Heritabilities and co-variation among cognitive traits in red junglefowl

Abstract

Natural selection can act on between-individual variation in cognitive abilities, yet evolutionary responses depend on the presence of underlying genetic variation. It is, therefore, crucial to determine the relative extent of genetic versus environmental control of these among-individual differences in cognitive traits to understand their causes and evolutionary potential. We investigated heritability of associative learning performance and of a cognitive judgement bias (optimism), as well as their covariation, in a captive pedigree-bred population of red junglefowl (Gallus gallus, n > 300 chicks over 5 years). We analysed performance in discriminative and reversal learning (two facets of associative learning), and cognitive judgement bias, by conducting animal models to disentangle genetic from environmental contributions. We demonstrate moderate heritability for reversal learning, and weak to no heritability for optimism and discriminative learning, respectively. The two facets of associative learning were weakly negatively correlated, consistent with hypothesized trade-offs underpinning individual cognitive styles. Reversal, but not discriminative learning performance, was associated with judgement bias; less optimistic individuals reversed a previously learnt association faster. Together these results indicate that genetic and environmental contributions differ among traits. While modular models of cognitive abilities predict a lack of common genetic control for different cognitive traits, further investigation is required to fully ascertain the degree of covariation between a broader range of cognitive traits and the extent of any shared genetic control.This article is part of the theme issue 'Causes and consequences of individual differences in cognitive abilities'.

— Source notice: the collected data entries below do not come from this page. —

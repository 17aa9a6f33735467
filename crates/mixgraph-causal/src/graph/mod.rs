//! Graph storage: single-edge-type graphs and the mixed-edge registry.

pub mod edge_graph;
pub mod input;
pub mod mixed;
pub mod sub_graph;

pub use edge_graph::{Components, DiEdgeGraph, EdgeGraph, Edges, Neighbors, UnEdgeGraph};
pub use input::{EdgeInput, InputKind};
pub use mixed::{MixedEdgeGraph, Nodes};
pub use sub_graph::SubGraph;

Keywords: affective state; animal cognition; cognitive judgement bias; cognitive repeatability; heritability; learning.

Figure 1.

Relationship between learning speed in discriminative and reversal learning tests in red junglefowl chicks. Learning speed is measured as trials until criterion reached (hence higher values indicate slower learning; see main text for further details). Each point represents an individual bird. Grey line marks equal speed in the two tasks. Asterisk (*) symbolizes significant value.

Figure 2.

Variance components and heritability for performance of red junglefowl chicks in cognitive tasks. (a) Learning speed in a discriminative learning test, (b) learning speed in a reversal test, (c) approach probability to ambiguous cues, (d) approach latency to ambiguous cues. Stacked bars show, from bottom to top: residual variance, permanent environmental effects variance (limited to judgement bias), additive genetic variance (h², grey bars). Estimates for approach probability are on the latent scale (logit). Asterisk (*) symbolizes significant values.

Figure 3.

Relationship between performance of red junglefowl chicks in various cognitive tests. Associations between: (a) learning speed in a discriminative learning test and approach probability to ambiguous cues, (b) learning speed in a discriminative learning test and approach latency to ambiguous cues, (c) learning speed in a reversal task and approach probability to ambiguous cues, (d) learning speed in a reversal task and approach latency to ambiguous cues. Learning speed is measured as trials until criterion is reached. Points represent individual best linear unbiased predictors (BLUPs) estimates from bivariate mixed models. Correlations were calculated from model 2 × 2 covariance matrixes of individual random effects. Significance (*) was assessed via LRT.